With many variables it can be difficult to see relationships between variables i.e. which variables tend to behave most like one another. For this reason hierarchical clustering is applied to the correlation matrices to group variables that are most similar to one another (if cluster = TRUE
.)
An example of the corPlot
function is shown in Figure 26.2. In this Figure it can be seen the highest correlation coefficient is between PM10 and PM2.5 (r = 0. 84) and that the correlations between SO2, NO2 and NOx are also high. O3 has a negative correlation with most pollutants, which is expected due to the reaction between NO and O3. It is not that apparent in Figure 26.2 that the order the variables appear is due to their similarity with one another, through hierarchical cluster analysis. In this case we have chosen to also plot a dendrogram that appears on the right of the plot. Dendrograms provide additional information to help with visualising how groups of variables are related to one another. Note that dendrograms can only be plotted for type = "default"
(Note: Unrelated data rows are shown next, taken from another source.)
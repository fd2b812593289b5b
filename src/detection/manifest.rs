// file: src/detection/manifest.rs
// description: reads ecosystem manifest files into a uniform dependency summary
// reference: https://docs.rs/serde_json, https://docs.rs/toml

use crate::detection::rules::ManifestKind;
use crate::error::{NavigatorError, Result};
use serde_json::Value;
use std::collections::BTreeSet;
use std::fs;
use std::path::{Path, PathBuf};

#[derive(Debug, Clone)]
pub struct ManifestInfo {
    pub kind: ManifestKind,
    pub file: PathBuf,
    pub package_name: Option<String>,
    pub dependencies: BTreeSet<String>,
    pub publishable: bool,
    /// Lowercased manifest text, searched when the format has no structured dependency list.
    content: String,
    structured: bool,
}

impl ManifestInfo {
    pub fn empty(kind: ManifestKind) -> Self {
        Self {
            kind,
            file: PathBuf::new(),
            package_name: None,
            dependencies: BTreeSet::new(),
            publishable: false,
            content: String::new(),
            structured: true,
        }
    }

    pub fn read(kind: ManifestKind, file: &Path, module_dir: &Path) -> Result<Self> {
        let raw = fs::read_to_string(file).map_err(|e| NavigatorError::file_system(file, e))?;
        let mut info = Self::empty(kind);
        info.file = file.to_path_buf();
        info.content = raw.to_lowercase();

        let file_name = file
            .file_name()
            .and_then(|n| n.to_str())
            .unwrap_or_default();

        match kind {
            ManifestKind::PackageJson => info.parse_package_json(&raw)?,
            ManifestKind::Python => match file_name {
                "requirements.txt" => {
                    info.dependencies = raw.lines().filter_map(requirement_name).collect();
                }
                "pyproject.toml" => {
                    info.parse_pyproject(&raw)?;
                    info.publishable = true;
                }
                _ => {
                    info.structured = false;
                    info.publishable = true;
                }
            },
            ManifestKind::GoMod => info.parse_go_mod(&raw),
            ManifestKind::Cargo => {
                info.parse_cargo(&raw)?;
                info.publishable = info.publishable || module_dir.join("src/lib.rs").is_file();
            }
        }

        Ok(info)
    }

    /// Exact dependency match, or a path-prefix match so `github.com/labstack/echo` also
    /// covers `github.com/labstack/echo/v4`.
    pub fn declares(&self, dependency: &str) -> bool {
        let dependency = dependency.to_lowercase();
        if self.dependencies.contains(&dependency) {
            return true;
        }
        let prefix = format!("{}/", dependency);
        if self.dependencies.iter().any(|d| d.starts_with(&prefix)) {
            return true;
        }
        !self.structured && self.content.contains(&dependency)
    }

    fn parse_error(&self, message: impl ToString) -> NavigatorError {
        NavigatorError::ManifestParse {
            path: self.file.clone(),
            message: message.to_string(),
        }
    }

    fn parse_package_json(&mut self, raw: &str) -> Result<()> {
        let json: Value = serde_json::from_str(raw).map_err(|e| self.parse_error(e))?;

        self.package_name = json.get("name").and_then(Value::as_str).map(str::to_string);
        for section in ["dependencies", "devDependencies", "peerDependencies"] {
            if let Some(deps) = json.get(section).and_then(Value::as_object) {
                self.dependencies
                    .extend(deps.keys().map(|k| k.to_lowercase()));
            }
        }
        self.publishable = json.get("private").and_then(Value::as_bool) != Some(true);
        Ok(())
    }

    fn parse_pyproject(&mut self, raw: &str) -> Result<()> {
        let doc: toml::Value = toml::from_str(raw).map_err(|e| self.parse_error(e))?;

        if let Some(project) = doc.get("project") {
            self.package_name = project
                .get("name")
                .and_then(toml::Value::as_str)
                .map(str::to_string);
            if let Some(deps) = project.get("dependencies").and_then(toml::Value::as_array) {
                self.dependencies.extend(
                    deps.iter()
                        .filter_map(toml::Value::as_str)
                        .filter_map(requirement_name),
                );
            }
        }

        if let Some(poetry) = doc.get("tool").and_then(|t| t.get("poetry")) {
            if self.package_name.is_none() {
                self.package_name = poetry
                    .get("name")
                    .and_then(toml::Value::as_str)
                    .map(str::to_string);
            }
            if let Some(deps) = poetry.get("dependencies").and_then(toml::Value::as_table) {
                self.dependencies
                    .extend(deps.keys().map(|k| k.to_lowercase()));
            }
        }
        Ok(())
    }

    fn parse_go_mod(&mut self, raw: &str) {
        let mut in_require_block = false;
        for line in raw.lines().map(str::trim) {
            if let Some(module) = line.strip_prefix("module ") {
                self.package_name = Some(module.trim().to_string());
            } else if line.starts_with("require (") {
                in_require_block = true;
            } else if in_require_block && line.starts_with(')') {
                in_require_block = false;
            } else if let Some(single) = line.strip_prefix("require ") {
                if let Some(path) = single.split_whitespace().next() {
                    self.dependencies.insert(path.to_lowercase());
                }
            } else if in_require_block
                && let Some(path) = line.split_whitespace().next()
                && !path.starts_with("//")
            {
                self.dependencies.insert(path.to_lowercase());
            }
        }
    }

    fn parse_cargo(&mut self, raw: &str) -> Result<()> {
        let doc: toml::Value = toml::from_str(raw).map_err(|e| self.parse_error(e))?;

        self.package_name = doc
            .get("package")
            .and_then(|p| p.get("name"))
            .and_then(toml::Value::as_str)
            .map(str::to_string);

        for section in ["dependencies", "dev-dependencies", "build-dependencies"] {
            if let Some(deps) = doc.get(section).and_then(toml::Value::as_table) {
                self.dependencies
                    .extend(deps.keys().map(|k| k.to_lowercase()));
            }
        }
        self.publishable = doc.get("lib").is_some();
        Ok(())
    }
}

/// Package name of a PEP 508 requirement line, e.g. `Flask>=2.0 ; python_version>"3"`.
fn requirement_name(line: &str) -> Option<String> {
    let line = line.trim();
    if line.is_empty() || line.starts_with('#') || line.starts_with('-') {
        return None;
    }
    let end = line
        .find(|c: char| "=<>~!;[ @".contains(c))
        .unwrap_or(line.len());
    let name = line[..end].trim();
    (!name.is_empty()).then(|| name.to_lowercase())
}

#[cfg(test)]
mod tests {
    use super::*;
    use std::fs;
    use tempfile::TempDir;

    fn write(dir: &Path, name: &str, content: &str) -> PathBuf {
        let path = dir.join(name);
        fs::write(&path, content).unwrap();
        path
    }

    #[test]
    fn test_package_json() {
        let temp = TempDir::new().unwrap();
        let file = write(
            temp.path(),
            "package.json",
            r#"{"name": "@acme/ui", "private": true,
                "dependencies": {"React": "^18"}, "devDependencies": {"vite": "^5"}}"#,
        );

        let info = ManifestInfo::read(ManifestKind::PackageJson, &file, temp.path()).unwrap();
        assert_eq!(info.package_name.as_deref(), Some("@acme/ui"));
        assert!(info.declares("react"));
        assert!(info.declares("vite"));
        assert!(!info.declares("vue"));
        assert!(!info.publishable);
    }

    #[test]
    fn test_package_json_without_private_is_publishable() {
        let temp = TempDir::new().unwrap();
        let file = write(temp.path(), "package.json", r#"{"name": "utils"}"#);

        let info = ManifestInfo::read(ManifestKind::PackageJson, &file, temp.path()).unwrap();
        assert!(info.publishable);
    }

    #[test]
    fn test_malformed_package_json() {
        let temp = TempDir::new().unwrap();
        let file = write(temp.path(), "package.json", "{ not json");

        let err = ManifestInfo::read(ManifestKind::PackageJson, &file, temp.path()).unwrap_err();
        assert!(matches!(err, NavigatorError::ManifestParse { .. }));
    }

    #[test]
    fn test_requirements_txt() {
        let temp = TempDir::new().unwrap();
        let file = write(
            temp.path(),
            "requirements.txt",
            "# web\nFlask>=2.0\nrequests[socks]==2.31 ; python_version > '3.8'\n-r base.txt\n",
        );

        let info = ManifestInfo::read(ManifestKind::Python, &file, temp.path()).unwrap();
        assert!(info.declares("flask"));
        assert!(info.declares("requests"));
        assert!(!info.declares("base.txt"));
        assert!(!info.publishable);
    }

    #[test]
    fn test_setup_py_falls_back_to_text_search() {
        let temp = TempDir::new().unwrap();
        let file = write(
            temp.path(),
            "setup.py",
            "setup(name='tool', install_requires=['Django>=4'])",
        );

        let info = ManifestInfo::read(ManifestKind::Python, &file, temp.path()).unwrap();
        assert!(info.declares("django"));
        assert!(info.publishable);
    }

    #[test]
    fn test_pyproject() {
        let temp = TempDir::new().unwrap();
        let file = write(
            temp.path(),
            "pyproject.toml",
            "[project]\nname = \"svc\"\ndependencies = [\"fastapi>=0.100\", \"uvicorn\"]\n",
        );

        let info = ManifestInfo::read(ManifestKind::Python, &file, temp.path()).unwrap();
        assert_eq!(info.package_name.as_deref(), Some("svc"));
        assert!(info.declares("fastapi"));
        assert!(info.declares("uvicorn"));
    }

    #[test]
    fn test_go_mod() {
        let temp = TempDir::new().unwrap();
        let file = write(
            temp.path(),
            "go.mod",
            "module github.com/acme/gateway\n\ngo 1.22\n\nrequire (\n\tgithub.com/labstack/echo/v4 v4.11.0\n\t// indirect comment\n)\nrequire golang.org/x/sync v0.5.0\n",
        );

        let info = ManifestInfo::read(ManifestKind::GoMod, &file, temp.path()).unwrap();
        assert_eq!(info.package_name.as_deref(), Some("github.com/acme/gateway"));
        assert!(info.declares("github.com/labstack/echo"));
        assert!(info.declares("golang.org/x/sync"));
        assert!(!info.declares("github.com/gin-gonic/gin"));
    }

    #[test]
    fn test_cargo_toml() {
        let temp = TempDir::new().unwrap();
        let file = write(
            temp.path(),
            "Cargo.toml",
            "[package]\nname = \"engine\"\n\n[dependencies]\naxum = \"0.7\"\n",
        );

        let info = ManifestInfo::read(ManifestKind::Cargo, &file, temp.path()).unwrap();
        assert_eq!(info.package_name.as_deref(), Some("engine"));
        assert!(info.declares("axum"));
        assert!(!info.publishable);

        fs::create_dir_all(temp.path().join("src")).unwrap();
        fs::write(temp.path().join("src/lib.rs"), "").unwrap();
        let info = ManifestInfo::read(ManifestKind::Cargo, &file, temp.path()).unwrap();
        assert!(info.publishable);
    }

    #[test]
    fn test_requirement_name() {
        assert_eq!(requirement_name("numpy"), Some("numpy".to_string()));
        assert_eq!(requirement_name("Pandas~=2.1"), Some("pandas".to_string()));
        assert_eq!(requirement_name("pkg @ https://x"), Some("pkg".to_string()));
        assert_eq!(requirement_name("  # comment"), None);
        assert_eq!(requirement_name("--index-url x"), None);
    }
}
i.e. for a single panel plot.
corPlot(mydata, dendrogram = TRUE)
Note also that the corPlot
accepts a type
option, so it possible to condition the data in many flexible ways, although this may become difficult to visualise with too many panels. For example:
corPlot(mydata, type = "season")
When there are a very large number of variables present, the corPlot
is a very effective way of quickly gaining an idea of how variables are related. As an example (not plotted) it is useful to consider the hydrocarbons measured at Marylebone Road. There is a lot of information in the hydrocarbon plot (about 40 species), but due to the hierarchical clustering it is possible to see that isoprene, ethane and propane behave differently to most of the other hydrocarbons. This is because they have different (non-vehicle exhaust) origins. Ethane and propane results from natural gas leakage whereas isoprene is biogenic in origin (although some is from vehicle exhaust too). It is also worth considering how the relationships change between the species over the years as hydrocarbon emissions are increasingly controlled, or maybe the difference between summer and winter blends of fuels and so on.
hc <- importUKAQ(site = "my1", year = 2005, hc = TRUE)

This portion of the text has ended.